-------- Data excerpts --------

use classweave_core::{
    parse_class, write_class, CallSite, ClassNode, Const, Handle, HandleKind, Insn, Opcode,
    StackMapFrame, VerificationType,
};
use classweave_utils::errors::ClassWriteError;

use crate::fixtures::{class_with, static_method};

/// Serializes, reparses, and serializes again; the two byte images must
/// match. Returns the reparsed class for structural asserts.
fn reparse_stable(class: &ClassNode) -> ClassNode {
    let first = write_class(class).unwrap();
    let parsed = parse_class(&first).unwrap();
    let second = write_class(&parsed).unwrap();
    assert_eq!(first, second, "re-serialization must be byte-stable");
    parsed
}

#[test]
fn minimal_class_round_trips() {
    let class = ClassNode::new("Sample");
    let parsed = reparse_stable(&class);
    assert_eq!(parsed.name, "Sample");
    assert_eq!(parsed.super_name.as_deref(), Some("java/lang/Object"));
    assert_eq!(parsed.major_version, 52);
    assert!(parsed.methods.is_empty());
}

#[test]
fn straight_line_body_round_trips() {
    let instructions = vec![
        Insn::Local { op: Opcode::Iload, index: 0 },
        Insn::Iinc { index: 0, delta: -1 },
        Insn::Simple(Opcode::Pop),
        Insn::PushInt { op: Opcode::Bipush, value: 42 },
        Insn::Field {
            op: Opcode::Getstatic,
            owner: "java/lang/System".to_owned(),
            name: "out".to_owned(),
            descriptor: "Ljava/io/PrintStream;".to_owned(),
        },
        Insn::Method {
            op: Opcode::Invokevirtual,
            owner: "java/io/PrintStream".to_owned(),
            name: "println".to_owned(),
            descriptor: "(I)V".to_owned(),
            interface: false,
        },
        Insn::Simple(Opcode::Return),
    ];
    let class = class_with(static_method("subject", "(I)V", instructions.clone()));
    let parsed = reparse_stable(&class);
    assert_eq!(parsed.methods[0].instructions, instructions);
    assert_eq!(parsed.methods[0].max_stack, 8);
    assert_eq!(parsed.methods[0].max_locals, 8);
}

#[test]
fn wide_constants_round_trip() {
    let instructions = vec![
        Insn::LoadConst(Const::Long(1_234_567_890_123)),
        Insn::Simple(Opcode::Pop2),
        Insn::LoadConst(Const::Double(2.5)),
        Insn::Simple(Opcode::Pop2),
        Insn::LoadConst(Const::Str("hi".to_owned())),
        Insn::Simple(Opcode::Pop),
        Insn::LoadConst(Const::Int(100_000)),
        Insn::Simple(Opcode::Pop),
        Insn::Simple(Opcode::Return),
    ];
    let class = class_with(static_method("subject", "()V", instructions.clone()));
    let parsed = reparse_stable(&class);
    assert_eq!(parsed.methods[0].instructions, instructions);
}

#[test]
fn switches_round_trip() {
    let mut method = static_method("subject", "(I)I", Vec::new());
    let low = method.new_label();
    let high = method.new_label();
    let fallback = method.new_label();
    method.instructions = vec![
        Insn::Local { op: Opcode::Iload, index: 0 },
        Insn::Tableswitch {
            default: fallback,
            low: 0,
            high: 1,
            targets: vec![low, high],
        },
        Insn::Label(low),
        Insn::Local { op: Opcode::Iload, index: 0 },
        Insn::Lookupswitch {
            default: fallback,
            pairs: vec![(5, high), (9, fallback)],
        },
        Insn::Label(high),
        Insn::Simple(Opcode::Iconst1),
        Insn::Simple(Opcode::Ireturn),
        Insn::Label(fallback),
        Insn::Simple(Opcode::IconstM1),
        Insn::Simple(Opcode::Ireturn),
    ];
    let class = class_with(method);
    let parsed = reparse_stable(&class);
    let body = &parsed.methods[0].instructions;
    assert!(body
        .iter()
        .any(|i| matches!(i, Insn::Tableswitch { low: 0, high: 1, .. })));
    assert!(body
        .iter()
        .any(|i| matches!(i, Insn::Lookupswitch { pairs, .. } if pairs.len() == 2)));
}

#[test]
fn long_jump_widens_and_round_trips() {
    let mut method = static_method("subject", "()V", Vec::new());
    let exit = method.new_label();
    let mut instructions = vec![Insn::Jump { op: Opcode::Goto, target: exit }];
    instructions.extend(std::iter::repeat_with(|| Insn::Simple(Opcode::Nop)).take(40_000));
    instructions.push(Insn::Label(exit));
    instructions.push(Insn::Simple(Opcode::Return));
    method.instructions = instructions;

    let parsed = reparse_stable(&class_with(method));
    let body = &parsed.methods[0].instructions;
    assert_eq!(body.len(), 40_003);
    assert!(matches!(body[0], Insn::Jump { op: Opcode::Goto, .. }));
}

#[test]
fn oversized_body_is_rejected() {
    let mut instructions = Vec::new();
    instructions.extend(std::iter::repeat_with(|| Insn::Simple(Opcode::Nop)).take(70_000));
    instructions.push(Insn::Simple(Opcode::Return));
    let class = class_with(static_method("subject", "()V", instructions));
    assert!(matches!(
        write_class(&class),
        Err(ClassWriteError::CodeSizeOverflow(_))
    ));
}

#[test]
fn invokedynamic_round_trips() {
    let site = CallSite {
        name: "makeConcatWithConstants".to_owned(),
        descriptor: "(I)Ljava/lang/String;".to_owned(),
        bootstrap: Handle {
            kind: HandleKind::InvokeStatic,
            owner: "java/lang/invoke/StringConcatFactory".to_owned(),
            name: "makeConcatWithConstants".to_owned(),
            descriptor: "(Ljava/lang/invoke/MethodHandles$Lookup;Ljava/lang/String;\
Ljava/lang/invoke/MethodType;Ljava/lang/String;[Ljava/lang/Object;)\
Ljava/lang/invoke/CallSite;"
                .to_owned(),
            interface: false,
        },
        args: vec![Const::Str("n=\u{1}".to_owned())],
    };
    let instructions = vec![
        Insn::Simple(Opcode::Iconst3),
        Insn::InvokeDynamic(site),
        Insn::Simple(Opcode::Areturn),
    ];
    let class = class_with(static_method("subject", "()Ljava/lang/String;", instructions.clone()));
    let parsed = reparse_stable(&class);
    assert_eq!(parsed.methods[0].instructions, instructions);
    assert_eq!(parsed.bootstrap_methods.len(), 1);
}

#[test]
fn handlers_and_frames_round_trip() {
    let mut method = static_method("subject", "(I)V", Vec::new());
    let join = method.new_label();
    method.instructions = vec![
        Insn::Local { op: Opcode::Iload, index: 0 },
        Insn::Jump { op: Opcode::Ifeq, target: join },
        Insn::Simple(Opcode::Nop),
        Insn::Label(join),
        Insn::Simple(Opcode::Return),
    ];
    method.frames.push(StackMapFrame {
        at: join,
        locals: vec![VerificationType::Integer],
        stack: Vec::new(),
    });
    let parsed = reparse_stable(&class_with(method));
    let frames = &parsed.methods[0].frames;
    assert_eq!(frames.len(), 1);
    assert_eq!(frames[0].locals, vec![VerificationType::Integer]);
    assert!(frames[0].stack.is_empty());
}

#[test]
fn exception_table_round_trips() {
    let mut method = static_method("subject", "()V", Vec::new());
    let start = method.new_label();
    let end = method.new_label();
    let handler = method.new_label();
    method.instructions = vec![
        Insn::Label(start),
        Insn::Simple(Opcode::Nop),
        Insn::Label(end),
        Insn::Simple(Opcode::Return),
        Insn::Label(handler),
        Insn::Simple(Opcode::Athrow),
    ];
    method.frames.push(StackMapFrame {
        at: handler,
        locals: Vec::new(),
        stack: vec![VerificationType::Object("java/lang/Exception".to_owned())],
    });
    method.try_catches.push(classweave_core::TryCatch {
        start,
        end,
        handler,
        catch_type: Some("java/lang/Exception".to_owned()),
    });
    let parsed = reparse_stable(&class_with(method));
    let tc = &parsed.methods[0].try_catches;
    assert_eq!(tc.len(), 1);
    assert_eq!(tc[0].catch_type.as_deref(), Some("java/lang/Exception"));
}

--------

» **What is being asked**
"must" is the string to look for; please copy every line of the records above where it appears.

» **Answer box**
/// Serializes, reparses, and serializes again; the two byte images must
    assert_eq!(first, second, "re-serialization must be byte-stable");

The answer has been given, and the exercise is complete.